I was talking to an old veteran I met in the aisle of the supermarket yesterday, and out of the blue (we were talking about soy milk and public transportation), without any prior discussion on the subject, he told me he worked with “the atomic fellows” at the Manhattan Project during World War II, and that THEY were saying, even way back then, that all the energy anyone ever would need is available from the sun. The sun is the ultimate nuke, working FOR us, at a safe distance fromus (about 93 million miles).

Nuclear power here earth, however, not only CAN be eliminated, it MUST be. No community with a nuke should settle for less than total abolition of this dire and eminent threat to their health and well-being.

Most possible “improvements” people talk about will have only a relatively minor effect, if any, on the likelihood that the next nuke to melt down might do so explosively — blowing the top of the reactor pressure vessel more than a mile into the air, spreading 60 to 100 tons of radioactive poison into the atmosphere, poisoning the landscape for hundreds of miles downwind.

Such as explosion has been calculated by “opposition scientists” to be not only POSSIBLE, but likely if we keep on keeping on. In time, ALL so-called “accidents” WILL happen. “Accidents” become inevitable over time.

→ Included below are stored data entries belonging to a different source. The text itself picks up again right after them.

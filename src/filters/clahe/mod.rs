//! Contrast Limited Adaptive Histogram Equalization (CLAHE).
//!
//! Every output pixel is remapped through the clipped CDF of the square
//! neighborhood around it. The neighborhood histogram slides along each
//! row instead of being rebuilt per pixel.
//!
//! ## Supported Formats
//!
//! - **Grayscale8**: (height, width) or (height, width, 1) u8 - equalized directly
//! - **RGB8 / RGBA8**: (height, width, 3|4) u8 - reduced to BT.709 luma first,
//!   output is single-channel
//!
//! Other sample types are rejected with [`ClaheError::UnsupportedSampleType`];
//! convert them with the helpers in [`crate::filters::grayscale`] first.
//!
//! ## Parallelism
//!
//! Rows are independent. The default entry points run them on the rayon
//! pool, each worker writing its own output rows. The sequential variant
//! produces identical output.

pub mod cdf;
pub mod clip;
pub mod histogram;
pub mod row;

use std::sync::atomic::{AtomicBool, Ordering};

use log::{debug, warn};
use ndarray::{Array2, Array3, ArrayView2, ArrayView3, Axis};
use rayon::prelude::*;

use crate::error::{validate_buffer, ClaheError, Result};
use crate::filters::grayscale::luma_u8;
use crate::params::ClaheParams;
use histogram::BinMap;
use row::{equalize_row, RowScratch};

/// Raw sample buffer as handed over by a raster reader.
///
/// Only 8-bit intensities are equalized. Wider types must be rescaled by
/// the caller.
#[derive(Debug, Clone, Copy)]
pub enum Samples<'a> {
    U8(&'a [u8]),
    U16(&'a [u16]),
    I16(&'a [i16]),
    F32(&'a [f32]),
}

impl Samples<'_> {
    pub fn type_name(&self) -> &'static str {
        match self {
            Samples::U8(_) => "u8",
            Samples::U16(_) => "u16",
            Samples::I16(_) => "i16",
            Samples::F32(_) => "f32",
        }
    }

    pub fn len(&self) -> usize {
        match self {
            Samples::U8(s) => s.len(),
            Samples::U16(s) => s.len(),
            Samples::I16(s) => s.len(),
            Samples::F32(s) => s.len(),
        }
    }

    pub fn is_empty(&self) -> bool {
        self.len() == 0
    }
}

#[derive(Debug, Clone, Copy, PartialEq, Eq)]
enum Execution {
    Parallel,
    Sequential,
}

// ============================================================================
// 2D grayscale entry points
// ============================================================================

/// Equalize a grayscale u8 image, rows in parallel.
///
/// # Arguments
/// * `input` - 2D array view (height, width), values 0-255
/// * `params` - Block radius, bins and slope
///
/// # Returns
/// New array of the same shape
pub fn clahe_gray_u8(input: ArrayView2<u8>, params: &ClaheParams) -> Result<Array2<u8>> {
    equalize(input, params, Execution::Parallel, None)
}

/// Same as [`clahe_gray_u8`] but processes rows top to bottom on the
/// calling thread.
pub fn clahe_gray_u8_sequential(input: ArrayView2<u8>, params: &ClaheParams) -> Result<Array2<u8>> {
    equalize(input, params, Execution::Sequential, None)
}

/// Parallel equalization that stops at the next row boundary once
/// `cancel` is set. A cancelled run returns [`ClaheError::Cancelled`]
/// and no output.
pub fn clahe_gray_u8_cancellable(
    input: ArrayView2<u8>,
    params: &ClaheParams,
    cancel: &AtomicBool,
) -> Result<Array2<u8>> {
    equalize(input, params, Execution::Parallel, Some(cancel))
}

// ============================================================================
// Flat buffer entry points
// ============================================================================

/// Equalize a flat row-major buffer into a new buffer.
pub fn clahe_buffer(samples: &[u8], width: usize, height: usize, params: &ClaheParams) -> Result<Vec<u8>> {
    params.validate()?;
    validate_buffer(samples.len(), width, height)?;

    let input = ArrayView2::from_shape((height, width), samples)?;
    let output = clahe_gray_u8(input, params)?;
    Ok(output.into_raw_vec_and_offset().0)
}

/// Equalize a flat row-major buffer in place.
///
/// Histograms are built from a snapshot of the original samples; the
/// buffer is only overwritten once the whole pass has succeeded.
pub fn clahe_in_place(samples: &mut [u8], width: usize, height: usize, params: &ClaheParams) -> Result<()> {
    let result = clahe_buffer(samples, width, height, params)?;
    samples.copy_from_slice(&result);
    Ok(())
}

/// Equalize a typed sample buffer. Anything but u8 is rejected.
pub fn clahe_samples(samples: Samples<'_>, width: usize, height: usize, params: &ClaheParams) -> Result<Vec<u8>> {
    match samples {
        Samples::U8(data) => clahe_buffer(data, width, height, params),
        other => Err(ClaheError::UnsupportedSampleType(other.type_name())),
    }
}

// ============================================================================
// 3D (height, width, channels) entry point
// ============================================================================

/// Equalize an image with 1, 3 or 4 channels.
///
/// Color input is reduced to BT.709 luma before equalization; alpha is
/// ignored.
///
/// # Arguments
/// * `input` - 3D array view (height, width, channels), values 0-255
/// * `params` - Block radius, bins and slope
///
/// # Returns
/// Single-channel image of shape (height, width, 1)
pub fn clahe_u8(input: ArrayView3<u8>, params: &ClaheParams) -> Result<Array3<u8>> {
    params.validate()?;
    let (height, width, channels) = input.dim();

    let output = if channels == 1 {
        clahe_gray_u8(input.index_axis(Axis(2), 0), params)?
    } else {
        let gray = luma_u8(input)?;
        debug!("clahe: reduced {} channels to luma", channels);
        clahe_gray_u8(gray.view(), params)?
    };

    Ok(output.into_shape_with_order((height, width, 1))?)
}

// ============================================================================
// Driver
// ============================================================================

fn equalize(
    input: ArrayView2<u8>,
    params: &ClaheParams,
    execution: Execution,
    cancel: Option<&AtomicBool>,
) -> Result<Array2<u8>> {
    params.validate()?;
    let (height, width) = input.dim();
    if width == 0 || height == 0 {
        return Err(ClaheError::InvalidDimensions { width, height });
    }

    debug!(
        "clahe: {}x{} radius={} bins={} slope={} ({:?})",
        width, height, params.block_radius, params.bins, params.slope, execution
    );

    let binned = BinMap::new(params.bins).bin_image(input);
    let mut output = vec![0u8; width * height];

    let process_row = |scratch: &mut RowScratch, (row, out): (usize, &mut [u8])| -> Result<()> {
        if cancel.is_some_and(|flag| flag.load(Ordering::Relaxed)) {
            return Err(ClaheError::Cancelled);
        }
        equalize_row(input, binned.view(), params, row, scratch, out);
        Ok(())
    };

    let result = match execution {
        Execution::Parallel => output
            .par_chunks_mut(width)
            .enumerate()
            .try_for_each_init(|| RowScratch::new(params), process_row),
        Execution::Sequential => {
            let mut scratch = RowScratch::new(params);
            output
                .chunks_mut(width)
                .enumerate()
                .try_for_each(|item| process_row(&mut scratch, item))
        }
    };

    if let Err(err) = result {
        warn!("clahe: {}x{} pass aborted: {}", width, height, err);
        return Err(err);
    }

    debug!("clahe: {}x{} done", width, height);
    Ok(Array2::from_shape_vec((height, width), output)?)
}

The next meltdown won’t necessarily be anything like Chernobyl OR Three Mile Island, which were both much slower than the “theoretical” limit (although both had terrible off-the-chart spikes in radiation output at various times during their demise).

In 2002, a meltdown at Davis-Besse was avoided in the nick of time by luck, by chance, not by skill or talent on the part of the operators or the regulators. A meltdown was avoided by — literally — the skin of our teeth. The stainless steel liner on the inside of the reactor pressure vessel (designed to protect the reactor from corrosion, NOT to hold back the intense heat and pressure within) was all that saved America from something that probably would have been worse than either Chernobyl OR Three Mile Island, but STILL probably would not have been as bad as it could be.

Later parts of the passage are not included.